Will Lawyers Act With Honor After Covid?
By Joel Webber
A physician friend told me a man in his 60s once called his office reporting chest pains, tingling in his left arm, and shortness of breath. To my friend’s amazement, his new receptionist replied without urgency: “The doctor can see you Tuesday at 10.” That careless answer reminds me of my own profession. Watching lawyers associations keep silent as the pandemic threatens livelihoods, I feel a similar disbelief.

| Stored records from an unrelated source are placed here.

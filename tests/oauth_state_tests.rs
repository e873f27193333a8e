// SPDX-License-Identifier: MIT
// Copyright 2026 Roland Dreier <roland@rolandd.dev>

//! OAuth state tests.
//!
//! These tests verify that destinations survive the mint/verify roundtrip
//! through the `state` parameter, and that `/authorize` embeds a verifiable
//! state in the Discord redirect.

use axum::{
    body::Body,
    http::{header, Request, StatusCode},
};
use base64::{engine::general_purpose::URL_SAFE_NO_PAD, Engine as _};
use chrono::{Duration, Utc};
use gdg_scheduler::services::StateCodec;
use tower::ServiceExt;

mod common;

/// Extract and decode the `state` query parameter from a redirect URL.
fn state_param(location: &str) -> String {
    let query = location.split_once('?').map(|(_, q)| q).unwrap_or("");
    let raw = query
        .split('&')
        .find_map(|pair| pair.strip_prefix("state="))
        .expect("state parameter present");
    urlencoding::decode(raw).unwrap().into_owned()
}

#[test]
fn test_oauth_state_roundtrip_dashboard() {
    let codec = StateCodec::new(b"deployment-secret".to_vec());
    let token = codec.mint("dashboard").unwrap();
    assert_eq!(codec.verify(&token), Some("dashboard".to_string()));
}

#[test]
fn test_oauth_state_roundtrip_meeting() {
    let codec = StateCodec::new(b"deployment-secret".to_vec());
    let token = codec.mint("MTG-M5Z3K1AB").unwrap();
    assert_eq!(codec.verify(&token), Some("MTG-M5Z3K1AB".to_string()));
}

#[test]
fn test_oauth_state_url_safe() {
    let codec = StateCodec::new(b"deployment-secret".to_vec());
    let token = codec.mint("dashboard?x=1&y=/+").unwrap();

    let (payload, tag) = token.rsplit_once('.').unwrap();
    assert!(!payload.contains('+'), "State should not contain '+'");
    assert!(!payload.contains('/'), "State should not contain '/'");
    assert!(!payload.contains('='), "State should not contain '=' padding");
    assert_eq!(tag.len(), 64);
    assert!(tag.chars().all(|c| c.is_ascii_hexdigit()));
}

#[test]
fn test_oauth_state_payload_shape() {
    let codec = StateCodec::new(b"deployment-secret".to_vec());
    let now = Utc::now();
    let token = codec.mint_at("dashboard", now).unwrap();

    let (payload, _) = token.rsplit_once('.').unwrap();
    let json: serde_json::Value =
        serde_json::from_slice(&URL_SAFE_NO_PAD.decode(payload).unwrap()).unwrap();

    assert_eq!(json["redirect"], "dashboard");
    // 128-bit nonce, hex encoded
    assert_eq!(json["nonce"].as_str().unwrap().len(), 32);
    assert_eq!(
        json["exp"].as_i64().unwrap(),
        now.timestamp_millis() + 10 * 60 * 1000
    );
}

#[test]
fn test_oauth_state_expiry() {
    let codec = StateCodec::new(b"deployment-secret".to_vec());
    let token = codec
        .mint_at("dashboard", Utc::now() - Duration::minutes(10) - Duration::seconds(1))
        .unwrap();
    assert_eq!(codec.verify(&token), None);

    let fresh = codec
        .mint_at("dashboard", Utc::now() - Duration::minutes(9))
        .unwrap();
    assert!(codec.verify(&fresh).is_some());
}

#[tokio::test]
async fn test_authorize_redirects_with_verifiable_state() {
    let (app, state, _) = common::create_test_app();

    let response = app
        .oneshot(
            Request::builder()
                .uri("/authorize?redirect=MTG-ABC123")
                .body(Body::empty())
                .unwrap(),
        )
        .await
        .unwrap();

    assert_eq!(response.status(), StatusCode::TEMPORARY_REDIRECT);
    let location = response
        .headers()
        .get(header::LOCATION)
        .unwrap()
        .to_str()
        .unwrap()
        .to_string();

    assert!(location.starts_with("https://discord.com/oauth2/authorize?"));
    assert!(location.contains("client_id=123456789012345678"));
    assert!(location.contains("response_type=code"));

    let token = state_param(&location);
    assert_eq!(
        state.state_codec.verify(&token),
        Some("MTG-ABC123".to_string())
    );
}

#[tokio::test]
async fn test_authorize_defaults_to_dashboard() {
    let (app, state, _) = common::create_test_app();

    let response = app
        .oneshot(Request::builder().uri("/authorize").body(Body::empty()).unwrap())
        .await
        .unwrap();

    let location = response.headers().get(header::LOCATION).unwrap().to_str().unwrap();
    let token = state_param(location);
    assert_eq!(state.state_codec.verify(&token), Some("dashboard".to_string()));
}

#[tokio::test]
async fn test_authorize_rejects_oversized_destination() {
    let (app, _, _) = common::create_test_app();

    let response = app
        .oneshot(
            Request::builder()
                .uri(format!("/authorize?redirect={}", "a".repeat(129)))
                .body(Body::empty())
                .unwrap(),
        )
        .await
        .unwrap();

    assert_eq!(response.status(), StatusCode::BAD_REQUEST);
}
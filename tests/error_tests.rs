// SPDX-License-Identifier: MIT
// Copyright 2026 Roland Dreier <roland@rolandd.dev>

use axum::http::StatusCode;
use axum::response::IntoResponse;
use gdg_scheduler::db::StoreError;
use gdg_scheduler::error::AppError;

mod common;

#[tokio::test]
async fn test_client_errors_map_to_status() {
    let cases = [
        (AppError::Unauthenticated, StatusCode::UNAUTHORIZED, "unauthenticated"),
        (AppError::Unauthorized, StatusCode::FORBIDDEN, "forbidden"),
        (AppError::InvalidToken, StatusCode::FORBIDDEN, "invalid_state"),
        (
            AppError::NotFound("Meeting MTG-X not found".to_string()),
            StatusCode::NOT_FOUND,
            "not_found",
        ),
        (
            AppError::InvalidInput("bad hour".to_string()),
            StatusCode::BAD_REQUEST,
            "bad_request",
        ),
    ];

    for (err, status, code) in cases {
        let response = err.into_response();
        assert_eq!(response.status(), status);
        assert_eq!(common::body_json(response).await["error"], code);
    }
}

#[tokio::test]
async fn test_not_found_carries_details() {
    let response = AppError::NotFound("Meeting MTG-X not found".to_string()).into_response();
    let json = common::body_json(response).await;
    assert_eq!(json["details"], "Meeting MTG-X not found");
}

#[tokio::test]
async fn test_provider_failure_hides_upstream_message() {
    let response =
        AppError::IdentityProvider("401 Unauthorized: {\"error\":\"invalid_client\"}".to_string())
            .into_response();

    assert_eq!(response.status(), StatusCode::BAD_GATEWAY);
    let json = common::body_json(response).await;
    assert_eq!(json["error"], "login_failed");
    assert!(json.get("details").is_none());
}

#[tokio::test]
async fn test_internal_errors_are_generic() {
    let response = AppError::Internal(anyhow::anyhow!("rng failure")).into_response();
    assert_eq!(response.status(), StatusCode::INTERNAL_SERVER_ERROR);
    let json = common::body_json(response).await;
    assert_eq!(json["error"], "internal_error");
    assert!(json.get("details").is_none());
}

#[test]
fn test_store_conflict_converts() {
    let err: AppError = StoreError::AlreadyExists("MTG-1".to_string()).into();
    assert!(matches!(err, AppError::Store(StoreError::AlreadyExists(_))));
}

As economies reopen, attorneys should step up to help block the tsunami of opportunistic negligence litigation that threatens to derail the recovery. Specifically, national and state bar groups can help federal authorities design and defend safe-harbor rules to protect companies against coronavirus-related negligence lawsuits. President Trump, White House aide Larry Kudlow and Senate Majority Leader Mitch McConnell have already urged such a measure.
Doctors have acted under pressure with incomplete knowledge, doing the best they can. So are policy makers. But out of fear of lawsuits, many businesses won’t reopen as quickly as the country needs. The U.S. Chamber of Commerce has called liability “the largest area of concern for the overall business community.”

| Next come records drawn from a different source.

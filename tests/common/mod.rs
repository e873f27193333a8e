// SPDX-License-Identifier: MIT
// Copyright 2026 Roland Dreier <roland@rolandd.dev>

use axum::body::Body;
use axum::http::{header, Request};
use axum::response::Response;
use chrono::NaiveDate;
use gdg_scheduler::config::Config;
use gdg_scheduler::db::{FirestoreDb, MeetingStore, MemoryStore};
use gdg_scheduler::models::{Meeting, SessionUser};
use gdg_scheduler::routes::create_router;
use gdg_scheduler::AppState;
use ring::signature::Ed25519KeyPair;
use std::sync::Arc;

/// RFC 8032 test vector 1 seed; its public key is in `Config::test_default`.
#[allow(dead_code)]
pub const TEST_SIGNING_SEED: &str =
    "9d61b19deffd5a60ba844af492ec2cc44449c5697b326919703bac031cae7f60";

/// Check if emulator is available via environment variable.
#[allow(dead_code)]
pub fn emulator_available() -> bool {
    std::env::var("FIRESTORE_EMULATOR_HOST").is_ok()
}

/// Skip test with message if emulator not available.
#[macro_export]
macro_rules! require_emulator {
    () => {
        if !crate::common::emulator_available() {
            eprintln!("⚠️  Skipping: FIRESTORE_EMULATOR_HOST not set");
            return;
        }
    };
}

/// Create a test database connection.
#[allow(dead_code)]
pub async fn test_db() -> FirestoreDb {
    FirestoreDb::new("test-project")
        .await
        .expect("Failed to connect to Firestore emulator")
}

/// Create a test app over a fresh in-memory store.
/// Returns the router, the shared state and the store.
#[allow(dead_code)]
pub fn create_test_app() -> (axum::Router, Arc<AppState>, Arc<MemoryStore>) {
    create_test_app_with_config(Config::test_default())
}

#[allow(dead_code)]
pub fn create_test_app_with_config(
    config: Config,
) -> (axum::Router, Arc<AppState>, Arc<MemoryStore>) {
    let store = Arc::new(MemoryStore::new());
    let state = Arc::new(AppState::new(config, store.clone()).expect("test state"));
    (create_router(state.clone()), state, store)
}

#[allow(dead_code)]
pub fn test_user(id: &str) -> SessionUser {
    SessionUser {
        id: id.to_string(),
        username: format!("user-{id}"),
        avatar: None,
    }
}

/// `Cookie` header value carrying a valid session for `user`.
#[allow(dead_code)]
pub fn session_cookie(state: &AppState, user: &SessionUser) -> String {
    let token = state
        .sessions
        .create_token(user)
        .expect("Failed to create session token");
    format!("gdg_session={token}")
}

#[allow(dead_code)]
pub fn date(s: &str) -> NaiveDate {
    NaiveDate::parse_from_str(s, "%Y-%m-%d").expect("valid test date")
}

#[allow(dead_code)]
pub fn test_meeting(id: &str, start: &str, end: &str) -> Meeting {
    Meeting {
        id: id.to_string(),
        name: "GDG weekly sync".to_string(),
        description: Some("Agenda TBD".to_string()),
        participants_count: 10,
        date_range_start: date(start),
        date_range_end: date(end),
        creator_id: "1000".to_string(),
        creator_name: "organizer".to_string(),
        guild_id: Some("guild-1".to_string()),
        channel_id: Some("channel-1".to_string()),
        created_at: "2025-01-10T12:00:00Z".to_string(),
    }
}

#[allow(dead_code)]
pub async fn seed_meeting(store: &MemoryStore, id: &str, start: &str, end: &str) -> Meeting {
    let meeting = test_meeting(id, start, end);
    store
        .create_meeting(&meeting)
        .await
        .expect("Failed to seed meeting");
    meeting
}

/// Hex Ed25519 signature over `timestamp || body` with the given seed.
#[allow(dead_code)]
pub fn sign_with_seed(seed_hex: &str, timestamp: &str, body: &str) -> String {
    let seed = hex::decode(seed_hex).expect("valid seed hex");
    let keypair = Ed25519KeyPair::from_seed_unchecked(&seed).expect("valid seed");
    let mut message = timestamp.as_bytes().to_vec();
    message.extend_from_slice(body.as_bytes());
    hex::encode(keypair.sign(&message).as_ref())
}

/// A `POST /interactions` request signed with the configured key.
#[allow(dead_code)]
pub fn signed_interaction(body: &str) -> Request<Body> {
    let timestamp = "1737331200";
    let signature = sign_with_seed(TEST_SIGNING_SEED, timestamp, body);
    Request::builder()
        .method("POST")
        .uri("/interactions")
        .header(header::CONTENT_TYPE, "application/json")
        .header("X-Signature-Ed25519", signature)
        .header("X-Signature-Timestamp", timestamp)
        .body(Body::from(body.to_string()))
        .unwrap()
}

#[allow(dead_code)]
pub async fn body_json(response: Response) -> serde_json::Value {
    let bytes = axum::body::to_bytes(response.into_body(), 1024 * 1024)
        .await
        .unwrap();
    serde_json::from_slice(&bytes).unwrap()
}

#[allow(dead_code)]
pub fn set_cookie_headers(response: &Response) -> Vec<String> {
    response
        .headers()
        .get_all(header::SET_COOKIE)
        .iter()
        .map(|value| value.to_str().unwrap().to_string())
        .collect()
}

Imagine an auto dealer’s service department reopening in careful compliance with federal and state protocols on masks, testing, distancing and all the rest. Then an employee, customer or vendor becomes infected. It may or may not be the company’s fault. The infection may not even have been contracted on-site. But the lawsuit arrives and the auto dealer is forced to spend months or more racking up legal costs.
The fault may not ever become clear, but in any case it will take time: responsive pleadings, document production, depositions, motion papers, motions argued to the judge, and “status hearings” in which the lawyers travel to the courthouse to check in with the judge on scheduling or squabble with opposing counsel. All the while, the lawyers’ meters are running, to the tune of hundreds of dollars an hour, to say nothing of the cost of going to trial or settling.

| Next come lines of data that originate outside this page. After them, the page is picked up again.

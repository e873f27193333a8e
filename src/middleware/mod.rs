// SPDX-License-Identifier: MIT
// Copyright 2026 Roland Dreier <roland@rolandd.dev>

//! Middleware modules (authentication, signatures, security headers).

pub mod auth;
pub mod interactions;
pub mod security;

pub use auth::{require_auth, SessionKeys};
pub use interactions::require_signed_interaction;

For my first 10 years after law school, working in a Wall Street law firm and then trying cases before juries, I didn’t realize how broken the justice system was. Only when I found myself on the other side of the table, as a general manager of a corporation, did I recognize how ruinous my profession can be to honest enterprise.
That’s true during normal times, and these are anything but. We are in a war against a deadly enemy; an honorable profession would look beyond profit per partner and other metrics of self-interest to do whatever it can to help. Business clients are doing so: 28 Mile Distilling Co. has shifted from vodka to hand-sanitizer; Cascade Maverik Lacrosse has retooled from helmets to medical face shields; General Motors is making ventilators.
If companies can pivot and doctors and nurses can risk their lives to help, we lawyers should be able to dial back our greed and put our country first.